It’s called one of the greatest science fiction novels of all time, though I believe a more proper designation would be a mix of fantasy, drama, and political thriller. Dune takes place in a feudal space-travelling society far in the future, run on the desire and necessity of the spice melange. The intertwinings of the various Royal Houses collide with their personal desires to take control of power. There’s definitely a large barrage of characters in this novel–in a respect, it felt kind of like Game of Thrones–though to be fair the important ones were developed to an extent that was appropriate. I enjoyed how Frank Herbert didn’t mind killing off several of the characters I really enjoyed in certain times to emphasize the sacrifices necessary for the undertakings that other characters would need to pursue. It gave the story a sense of realism that I think is often shied away from in other novels.

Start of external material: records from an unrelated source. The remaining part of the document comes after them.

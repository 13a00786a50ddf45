//! Stream orchestration
//!
//! [`StreamController`] ties the registry, the encoder supervisor and the
//! timelapse gate together behind the operations the control channel and the
//! HTTP handlers need.
//!
//! Teardown always closes the ingest sink before the encoder is signalled,
//! and happens at most once per session regardless of whether it was
//! triggered by `stop-stream`, a replacing `start-stream`, or a disconnect.

use futures::future::join_all;
use std::sync::Arc;

use crate::config::Config;
use crate::encoder::{StateCallback, SupervisorState, TranscodeSupervisor};
use crate::key::SessionKey;
use crate::layout::SessionLayout;
use crate::metrics::global_metrics;
use crate::session::{ConnectionId, SessionError, SessionRegistry, StreamSession};
use crate::timelapse::{TimelapseGate, TimelapseOutcome};
use crate::transcoder::{FfmpegTranscoder, Transcoder};

/// Orchestrates capture sessions and their encoders
pub struct StreamController {
    registry: SessionRegistry,
    supervisor: TranscodeSupervisor,
    transcoder: Arc<dyn Transcoder>,
    timelapse: TimelapseGate,
}

impl StreamController {
    pub fn new(config: &Config, transcoder: Arc<dyn Transcoder>) -> Self {
        let supervisor = TranscodeSupervisor::new(config.encoder.supervisor());
        let registry =
            SessionRegistry::new(&config.storage.streams_dir, config.limits.max_sessions)
                .with_replace_wait(supervisor.config().termination_timeout());

        Self {
            registry,
            supervisor,
            timelapse: TimelapseGate::new(transcoder.clone(), config.timelapse.initiator_wait()),
            transcoder,
        }
    }

    /// Controller backed by ffmpeg
    pub fn from_config(config: &Config) -> Self {
        Self::new(config, Arc::new(FfmpegTranscoder::from_config(config)))
    }

    pub fn registry(&self) -> &SessionRegistry {
        &self.registry
    }

    pub fn timelapse(&self) -> &TimelapseGate {
        &self.timelapse
    }

    /// On-disk layout for `key`, whether or not a session is active
    pub fn layout(&self, key: SessionKey) -> SessionLayout {
        SessionLayout::new(self.registry.streams_dir(), key)
    }

    /// Open a session and schedule its live encoder
    ///
    /// A session already active under `key` is torn down and replaced.
    pub async fn start_stream(
        &self,
        key: SessionKey,
        connection_id: ConnectionId,
    ) -> Result<Arc<StreamSession>, SessionError> {
        let session = self.registry.open(key.clone(), connection_id).await?;
        let spec = self.transcoder.live(session.layout());

        let weak = Arc::downgrade(&session);
        let on_state: StateCallback = Arc::new(move |state| {
            if let SupervisorState::Running { .. } = state {
                if let Some(session) = weak.upgrade() {
                    if session.mark_encoding() {
                        tracing::info!(session_key = %session.key, "Session encoding");
                    }
                }
            }
        });

        tracing::debug!(session_key = %key, command = %spec.command_line(), "Scheduling live encoder");
        let handle = self.supervisor.start(key, spec, Some(on_state));
        session.attach_encoder(handle);

        Ok(session)
    }

    /// Append a chunk to the session's ingest file
    pub async fn append_chunk(&self, key: &SessionKey, bytes: &[u8]) -> Result<u64, SessionError> {
        let session = self
            .registry
            .lookup(key)
            .await
            .ok_or_else(|| SessionError::NotFound(key.clone()))?;

        let total = session.append(bytes).await?;
        global_metrics().chunk_received(bytes.len() as u64);
        Ok(total)
    }

    /// Tear down the session under `key`; absent keys are a no-op
    ///
    /// Returns whether a session was torn down.
    pub async fn stop_stream(&self, key: &SessionKey) -> bool {
        match self.registry.remove(key).await {
            Some(session) => session.shutdown().await,
            None => {
                tracing::debug!(session_key = %key, "Stop for inactive session ignored");
                false
            }
        }
    }

    /// Tear down every session opened by a closed connection
    pub async fn disconnect(&self, connection_id: ConnectionId) -> usize {
        let sessions = self.registry.remove_all_owned_by(connection_id).await;
        let mut torn_down = 0;
        for session in sessions {
            if session.shutdown().await {
                torn_down += 1;
            }
        }

        if torn_down > 0 {
            tracing::info!(connection = %connection_id, sessions = torn_down, "Connection closed, sessions torn down");
        }
        torn_down
    }

    /// Serve or start the accelerated rendition for `key`
    pub async fn request_timelapse(&self, key: SessionKey) -> TimelapseOutcome {
        self.timelapse.request(&self.layout(key)).await
    }

    /// Tear down all sessions and wait for their encoders to exit
    ///
    /// Each encoder gets its stop grace period to finalize its playlist
    /// before the caller moves on.
    pub async fn shutdown(&self) {
        let sessions = self.registry.drain().await;
        let limit = self.supervisor.config().termination_timeout();

        join_all(
            sessions
                .iter()
                .map(|session| session.shutdown_and_wait(limit)),
        )
        .await;

        if !sessions.is_empty() {
            tracing::info!(sessions = sessions.len(), "All sessions torn down");
        }
    }
}

#[cfg(test)]
mod tests {
    use super::*;
    use uuid::Uuid;

    fn controller(root: &std::path::Path) -> StreamController {
        let mut config = Config::default();
        config.storage.streams_dir = root.to_path_buf();
        // Never reached in these tests
        config.encoder.warmup_ms = 60_000;
        StreamController::from_config(&config)
    }

    fn key() -> SessionKey {
        SessionKey::new("u1", "5").unwrap()
    }

    #[tokio::test]
    async fn test_stop_without_session_is_noop() {
        let temp = tempfile::tempdir().unwrap();
        let controller = controller(temp.path());

        assert!(!controller.stop_stream(&key()).await);
        assert!(controller.registry().is_empty().await);
    }

    #[tokio::test]
    async fn test_chunk_without_session_is_rejected() {
        let temp = tempfile::tempdir().unwrap();
        let controller = controller(temp.path());

        assert!(matches!(
            controller.append_chunk(&key(), b"data").await,
            Err(SessionError::NotFound(_))
        ));
    }

    #[tokio::test]
    async fn test_chunks_are_concatenated_in_order() {
        let temp = tempfile::tempdir().unwrap();
        let controller = controller(temp.path());
        controller.start_stream(key(), Uuid::new_v4()).await.unwrap();

        let chunks = [vec![1u8; 100], vec![2u8; 200], vec![3u8; 150]];
        for chunk in &chunks {
            controller.append_chunk(&key(), chunk).await.unwrap();
        }
        assert!(controller.stop_stream(&key()).await);

        let written = std::fs::read(temp.path().join("u1_5").join("recording.webm")).unwrap();
        assert_eq!(written.len(), 450);
        assert_eq!(written, chunks.concat());
    }

    #[tokio::test]
    async fn test_disconnect_tears_down_owned_sessions_once() {
        let temp = tempfile::tempdir().unwrap();
        let controller = controller(temp.path());
        let conn = Uuid::new_v4();

        let a = controller
            .start_stream(SessionKey::new("u1", "1").unwrap(), conn)
            .await
            .unwrap();
        let b = controller
            .start_stream(SessionKey::new("u1", "2").unwrap(), conn)
            .await
            .unwrap();
        controller
            .start_stream(SessionKey::new("u2", "1").unwrap(), Uuid::new_v4())
            .await
            .unwrap();

        assert_eq!(controller.disconnect(conn).await, 2);
        assert_eq!(controller.disconnect(conn).await, 0);

        assert!(!a.is_active());
        assert!(!b.is_active());
        assert_eq!(controller.registry().len().await, 1);
    }

    #[tokio::test]
    async fn test_shutdown_drains_registry() {
        let temp = tempfile::tempdir().unwrap();
        let controller = controller(temp.path());
        let session = controller.start_stream(key(), Uuid::new_v4()).await.unwrap();

        controller.shutdown().await;

        assert!(!session.is_active());
        assert!(controller.registry().is_empty().await);
    }
}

The heavy sense of time that’s shown by the book is also done well, although I concede that maybe that’s just affected more by the way I think nowadays. By the time I got to the end of the novel, thinking back to the beginning definitely felt as if I’d seen the change of Paul Atreides throughout the past 6 years of his life, and, in particular, his loss of naivete. By the end of the novel, I’m rather unsure of what his intentions are as well–someone who once seemed a fair and just ruler now attempts to sabotage power for essentially vengeance purposes. Certain things could have been explained better, but I think the character of the book stands.
The forage into sci-fi territory is beautifully executed. The planet’s ecology, as its revealed throughout the book, is interesting, though certain themes aren’t fully fleshed out. Similarly, the stillsuits and ornithopters seem like exciting creations that carried a tone of true sci-fi with them.
I think that I just didn’t ‘get’ into the novel the entire time that I read it. It wasn’t something that I felt completely immersed into, although it did have my attention (for the most part) at all times. It might have been due to a lack of action, though that’s more something on my part rather than book. I enjoyed the world that was set up in the book and sense of flowing time, which were definitely some of the key ideas that Herbert wanted to convey. People seem to recommend the sequels to truly understand the book. I’m a bit apprehensive of that, but I might return to it in the future. What I think of Dune definitely depends on how the sequels pan out.